Leverkusen: Buchhorn kürzt Häuslers Macht
VON PETER KORN UND ULRICH SCHÜTZ - zuletzt aktualisiert: 02.09.2009Leverkusen (RPO). Der designierte Leverkusener Oberbürgermeister Reinhard Buchhorn (CDU) schlägt erste Pflöcke ein. Er
will künftig selbst für Organisation und Personalwesen zuständig sein, bisher ist dies Kämmerer Rainer Häusler.Drei Tage nach der Kommunalwahl könnte dem gewählten Oberbürgermeister bereits der erste Konflikt drohen. Der CDU-Politiker gab gestern bekannt, sein Büro werde künftig die Bereiche Organisation und Personalwesen übernehmen, die bisher bei Stadtkämmerer Rainer Häusler angesiedelt waren. Der erfuhr davon jedoch über die Medien, bevor überhaupt mit ihm gesprochen worden war.
"Bitte haben Sie Verständnis dafür, dass ich keine Stellungnahme abgebe", erklärte Häusler gestern mit Verweis auf das noch ausstehende Gespräch mit Buchhorn. Da war der neue Kompetenz-Zuschnitt bereits im Radio gemeldet worden.
Fraktionsvorsitzender
SPD-Parteivorstand und Fraktionsvorstand haben empfohlen, Dr. Walter Mende wieder zum Fraktionsvorsitzenden zu wählen (Wahlzeit: 2,5 Jahre). Heute abend treten die alte und die neue Fraktion zusammen, um die Personalie zu klären.
Die Hoheit über das Personal
Buchhorn betonte gestern auf RP-Anfrage ausdrücklich, es gehe ihm keineswegs darum, dem Kämmerer Macht wegzunehmen, indem er ihn als Personalchef ablöst. "Wir werden die Übergabe Schritt für Schritt gemeinschaftlich organisieren", versicherte er. Sein Beweggrund für diese Maßnahme sei ein ganz anderer: "Der Oberbürgermeister wird von der Öffentlichkeit dafür verantwortlich gemacht, wenn in der Organisation oder dem Personalwesen etwas nicht läuft. Deshalb sollte er auch die Hoheit in diesen Bereichen haben." Dies sei bei Oberbürgermeister Dr. Walter Mende (SPD) teils auch so gewesen.

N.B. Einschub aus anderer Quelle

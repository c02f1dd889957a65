use anyhow::{Result, anyhow, ensure};
use image::RgbImage;

use crate::color::Color;

/// Row-major `height × width` grid of colors, the decoded form of an image.
#[derive(Clone, Debug, Default, PartialEq, Eq)]
pub struct ColorGrid {
    width: usize,
    height: usize,
    pixels: Vec<Color>,
}

impl ColorGrid {
    /// Builds a grid from row-major pixels.
    ///
    /// Fails if `pixels.len()` is not `width * height`.
    pub fn new(width: usize, height: usize, pixels: Vec<Color>) -> Result<Self> {
        let expected = width
            .checked_mul(height)
            .ok_or_else(|| anyhow!("Grid dimensions {width}x{height} overflow"))?;
        ensure!(
            pixels.len() == expected,
            "Expected {expected} pixels for a {width}x{height} grid, got {}",
            pixels.len()
        );

        Ok(Self { width, height, pixels })
    }

    /// A grid where every pixel is `color`.
    pub fn filled(width: usize, height: usize, color: Color) -> Result<Self> {
        let len = width
            .checked_mul(height)
            .ok_or_else(|| anyhow!("Grid dimensions {width}x{height} overflow"))?;

        Ok(Self {
            width,
            height,
            pixels: vec![color; len],
        })
    }

    pub fn from_rgb_image(img: &RgbImage) -> Self {
        let pixels = img.pixels().map(|p| Color::from(p.0)).collect();

        Self {
            width: img.width() as usize,
            height: img.height() as usize,
            pixels,
        }
    }

    pub fn to_rgb_image(&self) -> Result<RgbImage> {
        let raw: Vec<u8> = self
            .pixels
            .iter()
            .flat_map(|&c| <[u8; 3]>::from(c))
            .collect();

        RgbImage::from_raw(self.width as u32, self.height as u32, raw)
            .ok_or_else(|| anyhow!("Failed to rebuild {}x{} image buffer", self.width, self.height))
    }

    pub fn width(&self) -> usize {
        self.width
    }

    pub fn height(&self) -> usize {
        self.height
    }

    pub fn is_empty(&self) -> bool {
        self.pixels.is_empty()
    }

    pub fn get(&self, x: usize, y: usize) -> Option<Color> {
        if x >= self.width || y >= self.height {
            return None;
        }
        Some(self.pixels[y * self.width + x])
    }

    pub fn pixels(&self) -> &[Color] {
        &self.pixels
    }

    /// Rows, top to bottom.
    pub fn rows(&self) -> impl Iterator<Item = &[Color]> {
        // `chunks` panics on a zero chunk size; a zero-width grid has no pixels anyway.
        self.pixels.chunks(self.width.max(1))
    }

    pub(crate) fn map(&self, f: impl Fn(Color) -> Color) -> Self {
        Self {
            width: self.width,
            height: self.height,
            pixels: self.pixels.iter().map(|&c| f(c)).collect(),
        }
    }
}
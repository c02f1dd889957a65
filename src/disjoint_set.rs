/// Union-find over the dense indices `0..n` of a color set.
///
/// `find` compresses iteratively, `union` merges by rank.
#[derive(Clone, Debug)]
pub struct DisjointSetForest {
    parent: Vec<usize>,
    rank: Vec<u8>,
    groups: usize,
}

impl DisjointSetForest {
    /// `n` singleton groups.
    pub fn new(n: usize) -> Self {
        Self {
            parent: (0..n).collect(),
            rank: vec![0; n],
            groups: n,
        }
    }

    pub fn len(&self) -> usize {
        self.parent.len()
    }

    pub fn is_empty(&self) -> bool {
        self.parent.is_empty()
    }

    /// Number of disjoint groups remaining.
    pub fn group_count(&self) -> usize {
        self.groups
    }

    /// Representative of the group containing `node`.
    ///
    /// Every node visited on the way is re-pointed at the root. Panics if
    /// `node` was never registered.
    pub fn find(&mut self, mut node: usize) -> usize {
        let mut root = node;
        while self.parent[root] != root {
            root = self.parent[root];
        }

        while self.parent[node] != root {
            let next = self.parent[node];
            self.parent[node] = root;
            node = next;
        }

        root
    }

    /// Merges the groups rooted at `a` and `b` and returns the new root.
    ///
    /// Both arguments must be roots, i.e. results of [`find`](Self::find).
    /// Merging a root with itself is a no-op.
    pub fn union(&mut self, a: usize, b: usize) -> usize {
        assert!(
            self.parent[a] == a && self.parent[b] == b,
            "union expects group representatives, got {a} and {b}"
        );
        if a == b {
            return a;
        }

        let (root, child) = if self.rank[a] < self.rank[b] { (b, a) } else { (a, b) };
        self.parent[child] = root;
        if self.rank[root] == self.rank[child] {
            self.rank[root] += 1;
        }
        self.groups -= 1;

        root
    }

    /// Whether `a` and `b` are in the same group.
    pub fn same(&mut self, a: usize, b: usize) -> bool {
        self.find(a) == self.find(b)
    }
}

Allerdings nicht mehr, als Paul Hebbel für die CDU das Amt übernahm. Da war Häusler schon nicht mehr nur Kämmerer, sondern auch Personalchef. "Wenn man das selbst macht, muss man sich mit dem rauen Alltag befassen – also auch mit arbeitsrechtlichen Auseinandersetzungen und Ähnlichem", erklärte Hebbel gestern. "Da sage ich offen: Das war nicht so sehr mein Metier. Ich kam von der Finanzseite. Herr Buchhorn hat als Chef der Arbeitsgemeinschaft Leverkusen da natürlich einen anderen Erfahrungshorizont." Hebbel versichert aber, mit (SPD-Mann) Häusler im großen und ganzen immer gut zusammengearbeitet zu haben. Ob Buchhorn und Häusler das auch gelingt?

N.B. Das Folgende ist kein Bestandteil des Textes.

use std::collections::HashSet;

use crate::color::Color;
use crate::grid::ColorGrid;

/// The distinct colors of a grid.
///
/// Colors are stored sorted in canonical order, which gives every color a
/// dense index `0..len()` that is identical across runs on the same input.
#[derive(Clone, Debug, Default, PartialEq, Eq)]
pub struct ColorSet {
    colors: Vec<Color>,
}

impl ColorSet {
    /// Collects each distinct color of `grid` exactly once.
    pub fn from_grid(grid: &ColorGrid) -> Self {
        Self::from_colors(grid.pixels().iter().copied())
    }

    pub fn from_colors(colors: impl IntoIterator<Item = Color>) -> Self {
        let distinct: HashSet<Color> = colors.into_iter().collect();
        let mut colors: Vec<Color> = distinct.into_iter().collect();
        colors.sort_unstable();

        Self { colors }
    }

    pub fn len(&self) -> usize {
        self.colors.len()
    }

    pub fn is_empty(&self) -> bool {
        self.colors.is_empty()
    }

    /// Color at dense index `index`. Panics if out of range.
    pub fn color(&self, index: usize) -> Color {
        self.colors[index]
    }

    pub fn index_of(&self, color: &Color) -> Option<usize> {
        self.colors.binary_search(color).ok()
    }

    pub fn contains(&self, color: &Color) -> bool {
        self.index_of(color).is_some()
    }

    pub fn iter(&self) -> impl ExactSizeIterator<Item = &Color> {
        self.colors.iter()
    }

    pub fn as_slice(&self) -> &[Color] {
        &self.colors
    }
}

Der designierte SPD-Fraktionschef Mende rasselte gestern schon vorsorglich mit den Waffen: Wenn der ausgebildete Soldat Buchhorn gleich einen verdienten Mann wie Häusler so anpacke, dürfte dies der Auftakt zu "kriegerischen Auseinandersetzungen" sein. Der Stadtrat könne nach § 73.1 der Gemeindeordnung die Organisationsbereiche der Dezernenten festlegen. "Sie wissen, ich kann Mehrheiten organisieren", warnte Mende im RP-Gespräch. "Dann kassiert Buchhorn seine erste Schlappe." Noch sei Buchhorn ("den ich schätze") "ein General ohne Truppen".
Mit Häusler gut gearbeitet
Geradezu vorbildlich ist offenbar die Zusammenarbeit zwischen dem alten Oberbürgermeister und seinem Nachfolger. Ernst Küchler (SPD) hatte schon am Wahlabend angekündigt, "alles zu tun, um das Amt korrekt und geordnet zu übergeben". So bindet er Buchhorn bereits jetzt in Verwaltungsprozesse ein. "Wir werden morgen bei der Tagung des Verwaltungsvorstandes sein, Vorgespräche zum neuen Stadtetat führen", kündigt Buchhorn an: "alles gemeinsam".
Und er sei sich auch sicher, dass "mich alle Dezernenten ebenfalls unterstützen werden". Seine Umstrukturierung jedenfalls richte sich gegen niemanden: "Ich habe mit Herrn Häusler 30 Jahre lang hervorragend zusammengearbeitet", betont Buchhorn. "Aber als Oberbürgermeister muss man die Fäden in der Hand behalten."